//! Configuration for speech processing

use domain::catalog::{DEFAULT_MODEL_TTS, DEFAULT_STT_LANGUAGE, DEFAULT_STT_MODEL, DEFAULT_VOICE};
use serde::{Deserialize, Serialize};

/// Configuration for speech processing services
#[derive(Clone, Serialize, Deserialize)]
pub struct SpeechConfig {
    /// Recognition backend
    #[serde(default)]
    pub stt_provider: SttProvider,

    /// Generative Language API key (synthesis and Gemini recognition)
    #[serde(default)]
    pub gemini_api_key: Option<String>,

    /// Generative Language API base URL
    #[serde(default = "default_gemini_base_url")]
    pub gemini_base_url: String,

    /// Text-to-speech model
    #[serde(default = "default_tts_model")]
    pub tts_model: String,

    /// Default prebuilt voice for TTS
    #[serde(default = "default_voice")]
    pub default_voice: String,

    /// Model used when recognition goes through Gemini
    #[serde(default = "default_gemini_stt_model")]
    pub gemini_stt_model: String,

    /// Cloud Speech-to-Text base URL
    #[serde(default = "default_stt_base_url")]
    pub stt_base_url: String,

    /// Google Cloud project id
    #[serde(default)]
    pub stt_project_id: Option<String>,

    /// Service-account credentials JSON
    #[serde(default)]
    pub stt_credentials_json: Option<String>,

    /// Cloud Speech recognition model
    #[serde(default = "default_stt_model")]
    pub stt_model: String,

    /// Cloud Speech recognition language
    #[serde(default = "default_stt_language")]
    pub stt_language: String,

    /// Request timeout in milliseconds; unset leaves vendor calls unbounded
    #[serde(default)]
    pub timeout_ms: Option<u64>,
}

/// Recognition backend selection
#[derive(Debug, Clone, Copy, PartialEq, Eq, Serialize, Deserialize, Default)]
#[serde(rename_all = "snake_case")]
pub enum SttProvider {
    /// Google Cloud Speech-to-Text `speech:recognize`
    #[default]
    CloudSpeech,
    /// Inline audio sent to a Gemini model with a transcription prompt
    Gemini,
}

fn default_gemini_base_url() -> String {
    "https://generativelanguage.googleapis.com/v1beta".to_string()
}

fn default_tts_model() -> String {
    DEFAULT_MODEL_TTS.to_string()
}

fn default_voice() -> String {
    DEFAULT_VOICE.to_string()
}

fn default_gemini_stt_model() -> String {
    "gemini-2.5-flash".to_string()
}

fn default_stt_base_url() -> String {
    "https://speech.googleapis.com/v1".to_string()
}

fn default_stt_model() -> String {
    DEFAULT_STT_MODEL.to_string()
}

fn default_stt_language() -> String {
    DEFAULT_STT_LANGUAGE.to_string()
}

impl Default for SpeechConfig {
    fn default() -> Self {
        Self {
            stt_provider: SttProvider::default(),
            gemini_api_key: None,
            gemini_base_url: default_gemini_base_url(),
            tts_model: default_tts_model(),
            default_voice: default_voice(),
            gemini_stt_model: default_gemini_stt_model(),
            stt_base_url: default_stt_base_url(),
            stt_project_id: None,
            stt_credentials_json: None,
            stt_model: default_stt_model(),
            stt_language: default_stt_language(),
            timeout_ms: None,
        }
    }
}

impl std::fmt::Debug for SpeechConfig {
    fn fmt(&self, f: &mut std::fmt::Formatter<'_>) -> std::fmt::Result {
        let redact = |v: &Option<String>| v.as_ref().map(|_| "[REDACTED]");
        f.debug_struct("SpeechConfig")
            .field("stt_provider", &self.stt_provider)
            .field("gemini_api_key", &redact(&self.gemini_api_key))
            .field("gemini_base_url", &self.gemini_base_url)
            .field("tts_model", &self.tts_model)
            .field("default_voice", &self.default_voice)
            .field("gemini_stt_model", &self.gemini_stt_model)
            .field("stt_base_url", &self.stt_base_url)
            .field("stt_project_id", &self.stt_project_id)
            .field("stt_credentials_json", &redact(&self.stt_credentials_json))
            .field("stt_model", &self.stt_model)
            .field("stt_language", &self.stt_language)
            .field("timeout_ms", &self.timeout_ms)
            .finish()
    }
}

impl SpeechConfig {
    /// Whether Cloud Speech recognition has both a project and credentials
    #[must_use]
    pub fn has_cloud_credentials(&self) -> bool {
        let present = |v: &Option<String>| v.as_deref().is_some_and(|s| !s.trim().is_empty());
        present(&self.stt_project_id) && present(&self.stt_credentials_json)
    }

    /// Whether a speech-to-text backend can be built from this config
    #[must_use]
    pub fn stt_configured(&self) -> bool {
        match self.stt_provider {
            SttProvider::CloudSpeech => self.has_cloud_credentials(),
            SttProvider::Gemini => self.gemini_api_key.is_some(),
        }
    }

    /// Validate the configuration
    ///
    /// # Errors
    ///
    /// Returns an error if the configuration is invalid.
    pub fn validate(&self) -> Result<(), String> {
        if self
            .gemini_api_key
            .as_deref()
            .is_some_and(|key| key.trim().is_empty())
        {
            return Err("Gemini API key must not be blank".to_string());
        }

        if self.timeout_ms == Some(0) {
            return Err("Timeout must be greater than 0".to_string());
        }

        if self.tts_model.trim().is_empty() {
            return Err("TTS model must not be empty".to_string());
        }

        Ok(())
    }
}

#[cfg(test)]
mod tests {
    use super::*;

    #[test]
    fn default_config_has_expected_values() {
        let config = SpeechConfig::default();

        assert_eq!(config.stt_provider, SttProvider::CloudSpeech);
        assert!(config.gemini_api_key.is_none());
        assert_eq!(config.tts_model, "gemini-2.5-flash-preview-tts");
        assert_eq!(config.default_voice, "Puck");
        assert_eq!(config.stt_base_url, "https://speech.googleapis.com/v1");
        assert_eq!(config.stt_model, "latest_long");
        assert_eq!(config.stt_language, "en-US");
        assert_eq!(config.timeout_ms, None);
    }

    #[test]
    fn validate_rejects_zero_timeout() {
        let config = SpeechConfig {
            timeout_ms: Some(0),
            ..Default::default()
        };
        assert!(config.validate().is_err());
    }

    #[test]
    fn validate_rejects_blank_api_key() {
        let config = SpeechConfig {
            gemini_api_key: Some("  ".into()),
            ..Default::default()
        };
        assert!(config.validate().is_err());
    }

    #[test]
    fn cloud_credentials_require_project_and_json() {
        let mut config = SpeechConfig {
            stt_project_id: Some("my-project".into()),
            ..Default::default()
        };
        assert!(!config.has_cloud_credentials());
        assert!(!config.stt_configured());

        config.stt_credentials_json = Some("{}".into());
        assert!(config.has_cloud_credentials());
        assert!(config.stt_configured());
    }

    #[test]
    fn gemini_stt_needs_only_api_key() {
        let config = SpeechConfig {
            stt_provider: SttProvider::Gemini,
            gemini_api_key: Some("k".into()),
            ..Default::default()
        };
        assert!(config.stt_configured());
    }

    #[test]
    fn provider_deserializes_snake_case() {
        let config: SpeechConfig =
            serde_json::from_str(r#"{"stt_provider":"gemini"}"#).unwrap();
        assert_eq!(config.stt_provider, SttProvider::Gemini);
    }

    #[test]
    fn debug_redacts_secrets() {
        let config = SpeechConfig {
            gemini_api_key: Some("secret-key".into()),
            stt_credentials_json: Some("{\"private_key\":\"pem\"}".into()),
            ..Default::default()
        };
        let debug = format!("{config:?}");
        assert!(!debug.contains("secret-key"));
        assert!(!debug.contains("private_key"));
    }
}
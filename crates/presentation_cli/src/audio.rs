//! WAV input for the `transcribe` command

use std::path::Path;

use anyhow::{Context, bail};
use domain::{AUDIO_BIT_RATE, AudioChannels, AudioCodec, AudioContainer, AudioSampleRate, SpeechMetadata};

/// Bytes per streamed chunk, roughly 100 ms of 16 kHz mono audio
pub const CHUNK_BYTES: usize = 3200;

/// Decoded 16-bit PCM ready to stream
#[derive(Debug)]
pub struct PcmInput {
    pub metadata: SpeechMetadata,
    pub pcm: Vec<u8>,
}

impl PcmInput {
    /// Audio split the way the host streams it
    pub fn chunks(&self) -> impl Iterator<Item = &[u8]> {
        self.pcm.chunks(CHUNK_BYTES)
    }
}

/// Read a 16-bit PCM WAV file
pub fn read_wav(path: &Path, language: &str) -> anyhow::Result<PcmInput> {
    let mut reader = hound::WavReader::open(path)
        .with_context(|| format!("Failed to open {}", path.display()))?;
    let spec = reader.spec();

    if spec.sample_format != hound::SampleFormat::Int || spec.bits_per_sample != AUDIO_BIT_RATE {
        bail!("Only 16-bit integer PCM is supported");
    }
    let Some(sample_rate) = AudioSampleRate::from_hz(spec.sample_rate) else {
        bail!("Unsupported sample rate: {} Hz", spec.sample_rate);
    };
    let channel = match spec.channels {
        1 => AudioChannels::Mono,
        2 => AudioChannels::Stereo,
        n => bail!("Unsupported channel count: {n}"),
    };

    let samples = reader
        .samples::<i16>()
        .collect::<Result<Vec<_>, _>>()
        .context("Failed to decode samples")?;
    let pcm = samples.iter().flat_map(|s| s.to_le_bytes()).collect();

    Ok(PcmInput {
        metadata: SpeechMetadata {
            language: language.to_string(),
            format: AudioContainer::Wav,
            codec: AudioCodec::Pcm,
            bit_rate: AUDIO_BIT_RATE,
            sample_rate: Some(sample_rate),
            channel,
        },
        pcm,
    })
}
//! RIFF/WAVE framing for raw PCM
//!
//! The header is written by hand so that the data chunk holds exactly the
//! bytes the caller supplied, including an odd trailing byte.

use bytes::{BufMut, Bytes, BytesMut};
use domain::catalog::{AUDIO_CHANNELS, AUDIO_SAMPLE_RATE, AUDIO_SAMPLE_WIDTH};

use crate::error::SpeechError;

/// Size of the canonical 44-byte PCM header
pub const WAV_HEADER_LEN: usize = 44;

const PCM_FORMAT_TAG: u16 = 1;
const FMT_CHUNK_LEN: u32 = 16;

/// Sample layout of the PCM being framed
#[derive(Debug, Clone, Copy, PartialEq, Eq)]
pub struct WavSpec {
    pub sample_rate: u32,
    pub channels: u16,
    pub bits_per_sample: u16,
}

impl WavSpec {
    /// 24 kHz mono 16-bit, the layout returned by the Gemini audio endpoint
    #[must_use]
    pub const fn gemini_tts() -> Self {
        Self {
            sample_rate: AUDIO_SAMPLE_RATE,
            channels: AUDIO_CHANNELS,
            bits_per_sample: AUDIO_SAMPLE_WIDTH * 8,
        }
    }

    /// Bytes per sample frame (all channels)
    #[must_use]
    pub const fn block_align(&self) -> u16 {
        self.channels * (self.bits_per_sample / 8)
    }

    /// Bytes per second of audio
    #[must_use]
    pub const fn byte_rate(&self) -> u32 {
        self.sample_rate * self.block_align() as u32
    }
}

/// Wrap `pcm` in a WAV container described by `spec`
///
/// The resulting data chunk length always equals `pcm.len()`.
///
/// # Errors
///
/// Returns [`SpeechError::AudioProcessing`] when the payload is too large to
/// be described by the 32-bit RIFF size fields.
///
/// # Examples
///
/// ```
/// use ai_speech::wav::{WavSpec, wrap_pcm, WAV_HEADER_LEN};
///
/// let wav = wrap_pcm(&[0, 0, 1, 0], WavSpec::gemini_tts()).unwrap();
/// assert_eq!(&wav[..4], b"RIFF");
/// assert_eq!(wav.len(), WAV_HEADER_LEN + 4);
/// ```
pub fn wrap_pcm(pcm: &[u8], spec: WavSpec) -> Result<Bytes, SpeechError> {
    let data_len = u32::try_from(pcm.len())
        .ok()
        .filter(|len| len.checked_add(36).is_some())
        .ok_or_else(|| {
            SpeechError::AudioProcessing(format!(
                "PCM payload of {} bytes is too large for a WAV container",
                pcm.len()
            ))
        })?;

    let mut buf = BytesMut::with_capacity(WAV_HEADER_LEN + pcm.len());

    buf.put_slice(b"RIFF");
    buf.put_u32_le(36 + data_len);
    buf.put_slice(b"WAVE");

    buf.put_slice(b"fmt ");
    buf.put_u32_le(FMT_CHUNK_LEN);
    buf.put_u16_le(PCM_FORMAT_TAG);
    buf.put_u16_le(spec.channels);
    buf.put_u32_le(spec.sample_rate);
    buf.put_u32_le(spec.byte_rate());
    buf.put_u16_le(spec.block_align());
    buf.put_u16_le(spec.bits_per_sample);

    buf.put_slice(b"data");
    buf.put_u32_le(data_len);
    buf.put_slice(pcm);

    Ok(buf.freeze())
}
▬▬▬
ABOUT THIS TASK: Each line in the listing above from the one containing "vendor calls unbounded" through the one containing "fn default_tts_model() ->" should be repeated exactly, and no other line.

WRITTEN ANSWER:
    /// Request timeout in milliseconds; unset leaves vendor calls unbounded
    #[serde(default)]
    pub timeout_ms: Option<u64>,
}

/// Recognition backend selection
#[derive(Debug, Clone, Copy, PartialEq, Eq, Serialize, Deserialize, Default)]
#[serde(rename_all = "snake_case")]
pub enum SttProvider {
    /// Google Cloud Speech-to-Text `speech:recognize`
    #[default]
    CloudSpeech,
    /// Inline audio sent to a Gemini model with a transcription prompt
    Gemini,
}

fn default_gemini_base_url() -> String {
    "https://generativelanguage.googleapis.com/v1beta".to_string()
}

fn default_tts_model() -> String {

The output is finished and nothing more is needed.